Quien ha sentido el acosado
en su integridad moral aborrece todo lo que huela a caza de brujas y cualquier
ceremonia de lapidación colectiva. En este blog se ha intentado ponerlo de
manifiesto en más de una entrada. El acosado no acepta que se mezcle la calificación de las conductas
como se hace ahora periodísticamente mezclando el acoso institucional contrastado con la comprensible
-y en principio sincera- desesperada protesta de las víctimas. Se habla ahora de escrache y, según qué
medios, incluso de patota. Así está el ecosistema mediático-político. Si la política y el mundo de las instituciones pueden llegar
a ser transparentes (lo que es harto dudoso, y, de ser posible, tendría un elevadísimo coste, visto
lo visto), lo lógico es que descubiertos el garlito y la colusión se cambiasen
las leyes, se impartiesen las instrucciones administrativas correctoras, se
buscasen los jueces decentes y los policías sensibles e instruidos en humanidad
para buscar las mejores soluciones. Y si, llegado el caso, quien queriendo
arrepentirse no pudiere por el acoso del statu quo, que se marche aireando
las razones morales que le impulsan a ello, rompiendo la Omertá institucional impuesta o consentida. Y en extremo caso, ahítos
de impotencia y desesperación y necesitando una medida -digámoslo así para entendernos-
“ejemplarizante”, que opten, actuando por propia mano, por intentar equilibrar
el balance de víctimas entre acosadores y acosados… De seguro nadie manifestaría su estupor además de que
podrían estarse sentando las bases para
una auténtica regeneración moral, igual que pasó con la inmolación de Mohamed Bouazazi. Todo
lo demás parece mera renovación de las escenificaciones para que nada cambie.

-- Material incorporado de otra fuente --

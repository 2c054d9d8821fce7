mod invoker;
pub mod models;

pub use invoker::{FunctionInvoker, LambdaInvoker};
pub use models::{NotificationPayload, TrelloCard};

use crate::components::google_calendar::CalendarEvent;
use crate::error::ForwarderResult;
use tracing::{debug, error, info};

/// Outcome of forwarding one batch of events
#[derive(Debug, Clone, Copy, Default, PartialEq, Eq)]
pub struct ForwardReport {
    pub forwarded: usize,
    pub skipped: usize,
}

/// Forward every timed event, in order, to the named function
///
/// All-day events are skipped. The first failed invocation stops the batch
/// and is returned; later events are not sent.
pub async fn forward(
    invoker: &dyn FunctionInvoker,
    function_name: &str,
    events: &[CalendarEvent],
) -> ForwarderResult<ForwardReport> {
    let mut report = ForwardReport::default();

    for event in events {
        let Some(payload) = NotificationPayload::from_event(event) else {
            debug!("Skipping all-day event {}", event.summary());
            report.skipped += 1;
            continue;
        };

        let body = serde_json::to_vec(&payload)?;
        if let Err(e) = invoker.invoke(function_name, body).await {
            error!("Failed to forward event {}: {}", event.id, e);
            return Err(e);
        }

        info!("{}\n{}", payload.trello.title, payload.trello.description);
        report.forwarded += 1;
    }

    Ok(report)
}
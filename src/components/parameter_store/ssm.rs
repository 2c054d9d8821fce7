use super::{ParameterStore, ParameterType};
use crate::error::ParameterStoreError;
use async_trait::async_trait;
use aws_sdk_ssm::error::{ProvideErrorMetadata, SdkError};
use aws_sdk_ssm::types::ParameterType as SsmParameterType;
use aws_sdk_ssm::Client;
use tracing::debug;

/// Parameter store backed by AWS Systems Manager
#[derive(Clone, Debug)]
pub struct SsmParameterStore {
    client: Client,
}

impl SsmParameterStore {
    pub fn new(client: Client) -> Self {
        Self { client }
    }
}

#[async_trait]
impl ParameterStore for SsmParameterStore {
    async fn get(&self, name: &str, decrypt: bool) -> Result<String, ParameterStoreError> {
        debug!("Reading parameter {}", name);

        let output = self
            .client
            .get_parameter()
            .name(name)
            .with_decryption(decrypt)
            .send()
            .await
            .map_err(|e| classify(name, e))?;

        output
            .parameter()
            .and_then(|p| p.value())
            .map(|v| v.to_string())
            .ok_or_else(|| ParameterStoreError::NotFound(name.to_string()))
    }

    async fn put(
        &self,
        name: &str,
        value: &str,
        parameter_type: ParameterType,
        overwrite: bool,
    ) -> Result<i64, ParameterStoreError> {
        debug!("Writing parameter {} as {}", name, parameter_type);

        let ssm_type = match parameter_type {
            ParameterType::String => SsmParameterType::String,
            ParameterType::SecureString => SsmParameterType::SecureString,
        };

        let output = self
            .client
            .put_parameter()
            .name(name)
            .value(value)
            .r#type(ssm_type)
            .overwrite(overwrite)
            .send()
            .await
            .map_err(|e| classify(name, e))?;

        Ok(output.version())
    }
}

/// Map an SDK failure onto the store's error taxonomy by its service error code
fn classify<E, R>(name: &str, err: SdkError<E, R>) -> ParameterStoreError
where
    E: ProvideErrorMetadata + std::error::Error,
    R: std::fmt::Debug,
{
    let code = match &err {
        SdkError::ServiceError(service) => service.err().code().map(|c| c.to_string()),
        _ => None,
    };

    match code.as_deref() {
        Some("ParameterNotFound") => ParameterStoreError::NotFound(name.to_string()),
        Some("AccessDeniedException") => ParameterStoreError::AccessDenied(name.to_string()),
        Some("ValidationException")
        | Some("ParameterAlreadyExists")
        | Some("ParameterPatternMismatchException")
        | Some("UnsupportedParameterType")
        | Some("ParameterMaxVersionLimitExceeded") => {
            ParameterStoreError::Validation(format!("{}: {}", name, describe(&err)))
        }
        _ => ParameterStoreError::Service(format!("{}: {}", name, describe(&err))),
    }
}

fn describe<E, R>(err: &SdkError<E, R>) -> String
where
    E: ProvideErrorMetadata + std::error::Error,
    R: std::fmt::Debug,
{
    match err {
        SdkError::ServiceError(service) => service
            .err()
            .message()
            .map(|m| m.to_string())
            .unwrap_or_else(|| service.err().to_string()),
        other => format!("{:?}", other),
    }
}
use crate::error::{transport_error, ForwarderResult};
use async_trait::async_trait;
use aws_sdk_lambda::error::DisplayErrorContext;
use aws_sdk_lambda::primitives::Blob;
use aws_sdk_lambda::types::InvocationType;
use aws_sdk_lambda::Client;
use tracing::debug;

/// Invokes a downstream function by name and waits for it to finish
#[async_trait]
pub trait FunctionInvoker: Send + Sync {
    async fn invoke(&self, function_name: &str, payload: Vec<u8>) -> ForwarderResult<()>;
}

/// Invoker backed by AWS Lambda
#[derive(Clone, Debug)]
pub struct LambdaInvoker {
    client: Client,
}

impl LambdaInvoker {
    pub fn new(client: Client) -> Self {
        Self { client }
    }
}

#[async_trait]
impl FunctionInvoker for LambdaInvoker {
    async fn invoke(&self, function_name: &str, payload: Vec<u8>) -> ForwarderResult<()> {
        let output = self
            .client
            .invoke()
            .function_name(function_name)
            .invocation_type(InvocationType::RequestResponse)
            .payload(Blob::new(payload))
            .send()
            .await
            .map_err(|e| {
                transport_error(&format!(
                    "Failed to invoke {}: {}",
                    function_name,
                    DisplayErrorContext(&e)
                ))
            })?;

        debug!("Invoked {} (status {})", function_name, output.status_code());

        if let Some(function_error) = output.function_error() {
            let body = output
                .payload()
                .map(|p| String::from_utf8_lossy(p.as_ref()).into_owned())
                .unwrap_or_default();
            return Err(transport_error(&format!(
                "{} reported {}: {}",
                function_name, function_error, body
            )));
        }

        Ok(())
    }
}
mod ssm;

pub use ssm::SsmParameterStore;

use crate::error::ParameterStoreError;
use async_trait::async_trait;
use std::fmt;

/// Storage type of a parameter value
#[derive(Debug, Clone, Copy, PartialEq, Eq)]
pub enum ParameterType {
    String,
    SecureString,
}

impl fmt::Display for ParameterType {
    fn fmt(&self, f: &mut fmt::Formatter<'_>) -> fmt::Result {
        match self {
            ParameterType::String => write!(f, "String"),
            ParameterType::SecureString => write!(f, "SecureString"),
        }
    }
}

/// Named secret storage used for the client secret and the cached token
#[async_trait]
pub trait ParameterStore: Send + Sync {
    /// Read a parameter, decrypting it when `decrypt` is set
    async fn get(&self, name: &str, decrypt: bool) -> Result<String, ParameterStoreError>;

    /// Write a parameter and return the version the store assigned to it
    async fn put(
        &self,
        name: &str,
        value: &str,
        parameter_type: ParameterType,
        overwrite: bool,
    ) -> Result<i64, ParameterStoreError>;
}
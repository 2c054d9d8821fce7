use super::auth::AuthorizationCodeSupplier;
use super::credentials::{Credential, OAuthClientConfig, TokenResponse};
use crate::components::parameter_store::{ParameterStore, ParameterType};
use crate::error::{auth_error, ForwarderResult};
use chrono::{DateTime, Utc};
use reqwest::Client;
use std::sync::Arc;
use tracing::{info, warn};

/// Provides a usable credential, from the parameter cache or an interactive exchange
#[derive(Clone)]
pub struct TokenProvider {
    store: Arc<dyn ParameterStore>,
    supplier: Arc<dyn AuthorizationCodeSupplier>,
    client: Client,
    token_parameter: String,
}

impl TokenProvider {
    pub fn new(
        store: Arc<dyn ParameterStore>,
        supplier: Arc<dyn AuthorizationCodeSupplier>,
        client: Client,
        token_parameter: &str,
    ) -> Self {
        Self {
            store,
            supplier,
            client,
            token_parameter: token_parameter.to_string(),
        }
    }

    /// Get a credential, either from the cache or by authorizing and caching a new one
    ///
    /// A cached credential is returned as is; expiry is dealt with by the calendar client.
    pub async fn acquire(&self, oauth: &OAuthClientConfig) -> ForwarderResult<Credential> {
        match self.cached().await {
            Ok(credential) => {
                info!("Using cached token from {}", self.token_parameter);
                Ok(credential)
            }
            Err(e) => {
                warn!("No usable cached token ({}), starting authorization", e);
                let credential = self.authorize(oauth).await?;
                self.store_credential(&credential).await?;
                Ok(credential)
            }
        }
    }

    /// Read and parse the cached credential
    pub async fn cached(&self) -> ForwarderResult<Credential> {
        let raw = self.store.get(&self.token_parameter, true).await?;
        let credential: Credential = serde_json::from_str(&raw)?;
        Ok(credential)
    }

    /// Run the authorization code flow through the configured supplier
    pub async fn authorize(&self, oauth: &OAuthClientConfig) -> ForwarderResult<Credential> {
        let oauth = match self.supplier.redirect_uri() {
            Some(redirect_uri) => oauth.clone().with_redirect_uri(&redirect_uri),
            None => oauth.clone(),
        };

        let state = uuid::Uuid::new_v4().to_string();
        let authorization_url = oauth.authorization_url(&state)?;
        let code = self.supplier.supply(&authorization_url).await?;

        exchange_code(&self.client, &oauth, &code, Utc::now()).await
    }

    /// Write a credential to the cache as a secure value, replacing any previous one
    pub async fn store_credential(&self, credential: &Credential) -> ForwarderResult<i64> {
        let token_json = serde_json::to_string(credential)?;
        let version = self
            .store
            .put(
                &self.token_parameter,
                &token_json,
                ParameterType::SecureString,
                true,
            )
            .await?;

        info!("Cached token in {} (version {})", self.token_parameter, version);
        Ok(version)
    }
}

/// Exchange an authorization code for a credential
pub async fn exchange_code(
    client: &Client,
    oauth: &OAuthClientConfig,
    code: &str,
    now: DateTime<Utc>,
) -> ForwarderResult<Credential> {
    let params = [
        ("client_id", oauth.client_id.as_str()),
        ("client_secret", oauth.client_secret.as_str()),
        ("code", code),
        ("redirect_uri", oauth.redirect_uri.as_str()),
        ("grant_type", "authorization_code"),
    ];

    let response = request_token(client, &oauth.token_uri, &params).await?;
    Ok(Credential::from_response(response, now))
}

/// Obtain a fresh access token for an expired credential
///
/// The refresh token is kept when the endpoint does not rotate it.
pub async fn refresh_credential(
    client: &Client,
    oauth: &OAuthClientConfig,
    credential: &Credential,
    now: DateTime<Utc>,
) -> ForwarderResult<Credential> {
    if !credential.can_refresh() {
        return Err(auth_error("Token expired and no refresh token is available"));
    }

    let params = [
        ("client_id", oauth.client_id.as_str()),
        ("client_secret", oauth.client_secret.as_str()),
        ("refresh_token", credential.refresh_token.as_str()),
        ("grant_type", "refresh_token"),
    ];

    let response = request_token(client, &oauth.token_uri, &params).await?;
    let mut refreshed = Credential::from_response(response, now);
    if refreshed.refresh_token.is_empty() {
        refreshed.refresh_token = credential.refresh_token.clone();
    }

    Ok(refreshed)
}

async fn request_token(
    client: &Client,
    token_uri: &str,
    params: &[(&str, &str)],
) -> ForwarderResult<TokenResponse> {
    let response = client
        .post(token_uri)
        .form(params)
        .send()
        .await
        .map_err(|e| auth_error(&format!("Failed to reach token endpoint: {}", e)))?;

    if !response.status().is_success() {
        let status = response.status();
        let error_body = response
            .text()
            .await
            .unwrap_or_else(|_| "Could not read error response".to_string());
        return Err(auth_error(&format!(
            "Unable to retrieve token: HTTP {} - {}",
            status, error_body
        )));
    }

    response
        .json::<TokenResponse>()
        .await
        .map_err(|e| auth_error(&format!("Failed to parse token response: {}", e)))
}
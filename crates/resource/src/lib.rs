//! Disposable wrappers for exclusively-owned external resources.
//!
//! Every wrapper releases its resource exactly once, however many times and
//! from however many threads release is requested. Release happens when the
//! owner asks for it, when the wrapper goes out of scope, or, as a last
//! resort, when the process-wide reclamation registry runs its fallbacks.
//!
//! ## Key Components
//!
//! - **`Disposable`**: the generic wrapper and its builder.
//! - **`FileWriter`** / **`StreamLogger`**: file-backed resources built on it.
//! - **`LiveCounter`** / **`Population`**: counted entities and the sweep
//!   controller that decides when retired ones are released.

pub mod counter;
pub mod disposable;
pub mod file_writer;
pub mod flag;
pub mod population;
pub mod releasable;
pub mod stream_logger;

pub use counter::{LiveCounter, Pressure};
pub use disposable::{Disposable, DisposableBuilder};
pub use file_writer::{FileHandle, FileWriter};
pub use flag::ReleaseFlag;
pub use population::Population;
pub use releasable::Releasable;
pub use stream_logger::{LogStream, StreamLogger};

En la historia del acoso institucional en España, son los
acosadores y su cohorte de trepas, pelotas y estómagos agradecidos quienes
suelen propalar los materiales para seguir acosando a las víctimas. Los siervos
del régimen totalitario (los esbirros, ya sean sindicalistas, jueces, fiscales, plumillas
o ministros) se encargan de destruir las pruebas y enmarañar los procesos, indiferentes al
sufrimiento humano de unos semejantes a los que no son capaces de considerar como tales.
Va a resultar que la vieja máxima atribuida al senador neoyorkino
W. L. Marcy (to the victor belong the spoils) se queda sumamente corta y los
acosadores institucionales se siguen repartiendo mucho más que los despojos mientras,
de manera indecente pero consensuada, convierten a las víctimas en cabales despojos
humanos, como se ha hecho casi siempre en contextos dados en llamar cacicato,
clientelismo o cleptocracia. Ahora se denomina abuso de debilidad o experiencia
personalizada de desigualdad, pero es realmente lógica sacrificial para
mantener ocultas las más innombrables aristas del statu quo. Dura soberanía
sobre los súbditos.
¿Quién en la España intitulada
democrática conoce algún acosador, en sus diferentes grados de participación, que
haya terminando por reconocerlo y avergonzarse de su indecente proceder, dimitiendo, suicidándose o tratando de obtener el perdón de las víctimas? La norma es el utendi
et abutendi. Utilización del abuso, de la manipulación y del expolio a la que suelen sumarse
voluntariamente toda una masa importante de liliputienses morales, entre ellos –acaso
en primera línea- los encargados de las garantías y la seguridad de los demás.
Asistimos a un ejercicio de teatralidad mientras unos y otros se siguen repartiendo
mucho más que despojos. La larga lista de
muertes civiles, desaparecidos y desesperados les ha traído siempre sin
cuidado. A lo sumo son un dato estadístico susceptible de diferentes
encuadramientos.
Cuando, como parece pasar ahora, las víctimas sólo intentan patentizar a
los acosadores, de inmediato nos dicen ¡No! y acto seguido nos hablan de escrache.
Pocos acosadores institucionales terminan suicidándose abrumados por el peso de su culpa.
Pocos acosadores institucionales terminan suicidándose abrumados por el peso de su culpa.